目前有腔镜甲状腺切除术后的并发症相关报道,如声音嘶哑,吞咽困难,血清肿等,并有对其术后并发症的独立因素进行了筛选,但极少有关于经胸乳入路腔镜甲状腺切除术后并发症的风险模型建立的论文。我们很多人都关注哪些危险因素对某一并发症有影响,但实际上这些因素与结局事件的关系到底是什么样的,某一术后并发症的在哪个时间段发生却很少有人关注。为了准确的预测结局,将筛选出来的独立因素进行整合,通过建立可视化的图形,预测甲状腺结节患者经胸乳入路腔镜甲状腺术后并发症的风险比例,对预测腔镜操作系统显示了良好的准确性。除去不可控的因素外,医护人员可对其可控因素加强管理,对病人治疗方案提供指导下意见,也是对腔镜下手术操作的优化提供了方向,从而有效降低腔镜下甲状腺切除术后的相关并发症的发生率。
临床预测模型是指利用多因素模型估算患有某病的概率或者将来某结局发生的概率。临床预测模型包括诊断模型和预后模型。诊断模型关注的是基于研究对象的临床症状和特征,诊断当前患有某种疾病的概率,多见于横断面研究;预后模型关注的是在当下的疾病状态下,未来某段时间内疾病复发、死亡,伤残以及出现并发症的概率,多见于队列研究。研究的效应指标均为结局出现的绝对风险,即发生的概率,而非相对危险度(RR)、比值比(OR)或者风险比(HR)等相对风险效应指标。
创建一个预测模型,第一是准备工作:1.确立研究问题,2.选择数据来源,3.数据的预处理;第二是统计分析:1.模型的选择,2.单因素分析和预测变量的转换,3.多因素分析和预测变量的筛选,4.拟合模型/校准模型, 5.评估模型表现(模型验证);第三是成功展示:1.呈现预测模型,2.报告研究结果。

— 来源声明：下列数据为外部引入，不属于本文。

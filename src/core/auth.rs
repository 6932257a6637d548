//! Authentication collaborator
//!
//! The routing core never looks at credentials. An [`AuthProvider`] turns
//! request headers into a [`Session`] (or nothing), and the
//! [`RequireSession`](crate::middleware::RequireSession) middleware stores it
//! on the request context or answers 401.

use anyhow::Result;
use async_trait::async_trait;
use axum::http::HeaderMap;
use axum::http::header::AUTHORIZATION;
use serde::Serialize;
use std::collections::HashMap;

/// The authenticated caller
#[derive(Debug, Clone, PartialEq, Eq, Serialize)]
pub struct Session {
    pub user_id: String,
}

impl Session {
    pub fn new(user_id: impl Into<String>) -> Self {
        Self {
            user_id: user_id.into(),
        }
    }
}

/// Trait for auth providers
#[async_trait]
pub trait AuthProvider: Send + Sync {
    /// Resolve the caller from the request headers
    ///
    /// `Ok(None)` means the request carries no valid credentials. `Err` is
    /// reserved for provider failures (unreachable identity service, ...).
    async fn authenticate(&self, headers: &HeaderMap) -> Result<Option<Session>>;
}

/// Token in an `Authorization: Bearer <token>` header
pub fn bearer_token(headers: &HeaderMap) -> Option<&str> {
    let value = headers.get(AUTHORIZATION)?.to_str().ok()?;
    let (scheme, token) = value.split_once(' ')?;
    if !scheme.eq_ignore_ascii_case("bearer") {
        return None;
    }
    let token = token.trim();
    (!token.is_empty()).then_some(token)
}

/// Provider backed by a fixed token -> user id table
///
/// Meant for development and tests; tokens come from the `auth.tokens`
/// configuration section.
#[derive(Debug, Clone, Default)]
pub struct StaticTokenAuth {
    tokens: HashMap<String, String>,
}

impl StaticTokenAuth {
    pub fn new(tokens: HashMap<String, String>) -> Self {
        Self { tokens }
    }

    /// Accept `token` as `user_id`
    pub fn with_token(mut self, token: impl Into<String>, user_id: impl Into<String>) -> Self {
        self.tokens.insert(token.into(), user_id.into());
        self
    }
}

#[async_trait]
impl AuthProvider for StaticTokenAuth {
    async fn authenticate(&self, headers: &HeaderMap) -> Result<Option<Session>> {
        Ok(bearer_token(headers)
            .and_then(|token| self.tokens.get(token))
            .map(Session::new))
    }
}

#[cfg(test)]
mod tests {
    use super::*;
    use axum::http::HeaderValue;

    fn headers(authorization: &str) -> HeaderMap {
        let mut headers = HeaderMap::new();
        headers.insert(AUTHORIZATION, HeaderValue::from_str(authorization).unwrap());
        headers
    }

    #[test]
    fn test_bearer_token_extraction() {
        assert_eq!(bearer_token(&headers("Bearer abc")), Some("abc"));
        assert_eq!(bearer_token(&headers("bearer abc")), Some("abc"));
        assert_eq!(bearer_token(&headers("Basic abc")), None);
        assert_eq!(bearer_token(&headers("Bearer ")), None);
        assert_eq!(bearer_token(&HeaderMap::new()), None);
    }

    #[tokio::test]
    async fn test_static_tokens() {
        let auth = StaticTokenAuth::default().with_token("alice-token", "alice");

        let session = auth.authenticate(&headers("Bearer alice-token")).await.unwrap();
        assert_eq!(session, Some(Session::new("alice")));

        let session = auth.authenticate(&headers("Bearer nope")).await.unwrap();
        assert_eq!(session, None);
    }
}
//! Controller-based routing
//!
//! Controllers declare their routes, middlewares and error handler in a
//! [`Registry`]; [`wire`] turns a controller instance plus its declarations
//! into a [`WiredController`] that serves requests under a base path.

pub mod context;
pub mod middleware;
pub mod pattern;
pub mod registry;
pub mod render;
pub mod wiring;

pub use context::RequestContext;
pub use middleware::{Flow, FnMiddleware, Middleware, from_fn, run_pipeline};
pub use pattern::{IntoPattern, PathParams, PathPattern};
pub use registry::{
    ActionDescriptor, ControllerDecl, ControllerDescriptor, ControllerKey, ErrorHandlerDescriptor,
    MiddlewareDescriptor, Registry, Verb,
};
pub use render::{Outcome, render};
pub use wiring::{
    ActionHandler, Controller, ErrorHandler, RequestInfo, WiredController, action,
    default_error_handler, error_handler, not_found, wire,
};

预测建模的方法有很多,传统的方法包括回归分析,如线性回归、多项式回归、Logistic回归等;惩罚模型,如岭回归、Lasso回归等。它是一个在生存分析中的一个重要的模型。而基于机器学习的建模方法,比如神经网络、支持向量机(SVM)、决策树、随机森林、提升树等方法无一例外为数据分析人员提供了诸多选择。传统的模型绝大多数都是线性模型,无法直接处理非线性。传统的模型比如说像线性回归,Logistic回归等,一般只追求偏差小,但是像Lasso回归、弹性网络等方法就不仅仅是追求偏差小,还要追求方差小,可以在二者之间找一个均衡,所以这些方法现在往往非常流行,因为它更兼顾了偏差和方差的均衡。
借助临床预测模型,医生和病人可以更好的做出共同决策,临床研究者可以更精准的筛选合适的研究对象,预后模型可对疾病的复发、死亡,伤残以及出现并发症的概率给出量化的估算,从而指导对症治疗和康复方案的制定,防止伤残和促进功能恢复,提高生存质量,延长寿命,降低病死率。